_Records supplied_
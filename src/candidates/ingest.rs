// src/candidates/ingest.rs
//! Resume upload -> text -> profile -> embedding, before anything is stored

use tracing::info;

use super::extract::{extract_profile, UNKNOWN_NAME};
use super::models::NewCandidate;
use crate::common::upload::UploadedFile;
use crate::common::{ApiError, AppState};
use crate::services::pdf::extract_text_blocking;

/// Parse and embed an uploaded resume. `name` overrides the extracted name.
pub async fn prepare_candidate(
    state: &AppState,
    file: &UploadedFile,
    name: Option<&str>,
) -> Result<NewCandidate, ApiError> {
    let raw_text = extract_text_blocking(file.filename.clone(), file.bytes.clone()).await?;

    let profile = extract_profile(&raw_text);
    let embedding = state.embed(raw_text.clone()).await?;

    let name = name
        .map(str::to_string)
        .or_else(|| Some(profile.contact.name.clone()).filter(|n| n != UNKNOWN_NAME))
        .unwrap_or_else(|| UNKNOWN_NAME.to_string());

    info!(
        filename = %file.filename,
        candidate = %name,
        skills = profile.skills.skills.len(),
        chars = raw_text.len(),
        "Resume parsed"
    );

    Ok(NewCandidate {
        name,
        email: profile.contact.email,
        phone: profile.contact.phone,
        filename: None,
        raw_text,
        skills: profile.skills.skills,
        skills_categorized: profile.skills.categorized,
        experience_years: profile.experience_years,
        education: profile.education,
        embedding,
        embedding_model: state.embedder.model_name().to_string(),
    })
}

_The problem_
Would you please give all of the records again exactly as they stand?

_Expected answer_
filename src/candidates/ingest.rs
// src/candidates/ingest.rs
//! Resume upload -> text -> profile -> embedding, before anything is stored

use tracing::info;

use super::extract::{extract_profile, UNKNOWN_NAME};
use super::models::NewCandidate;
use crate::common::upload::UploadedFile;
use crate::common::{ApiError, AppState};
use crate::services::pdf::extract_text_blocking;

/// Parse and embed an uploaded resume. `name` overrides the extracted name.
pub async fn prepare_candidate(
    state: &AppState,
    file: &UploadedFile,
    name: Option<&str>,
) -> Result<NewCandidate, ApiError> {
    let raw_text = extract_text_blocking(file.filename.clone(), file.bytes.clone()).await?;

    let profile = extract_profile(&raw_text);
    let embedding = state.embed(raw_text.clone()).await?;

    let name = name
        .map(str::to_string)
        .or_else(|| Some(profile.contact.name.clone()).filter(|n| n != UNKNOWN_NAME))
        .unwrap_or_else(|| UNKNOWN_NAME.to_string());

    info!(
        filename = %file.filename,
        candidate = %name,
        skills = profile.skills.skills.len(),
        chars = raw_text.len(),
        "Resume parsed"
    );

    Ok(NewCandidate {
        name,
        email: profile.contact.email,
        phone: profile.contact.phone,
        filename: None,
        raw_text,
        skills: profile.skills.skills,
        skills_categorized: profile.skills.categorized,
        experience_years: profile.experience_years,
        education: profile.education,
        embedding,
        embedding_model: state.embedder.model_name().to_string(),
    })
}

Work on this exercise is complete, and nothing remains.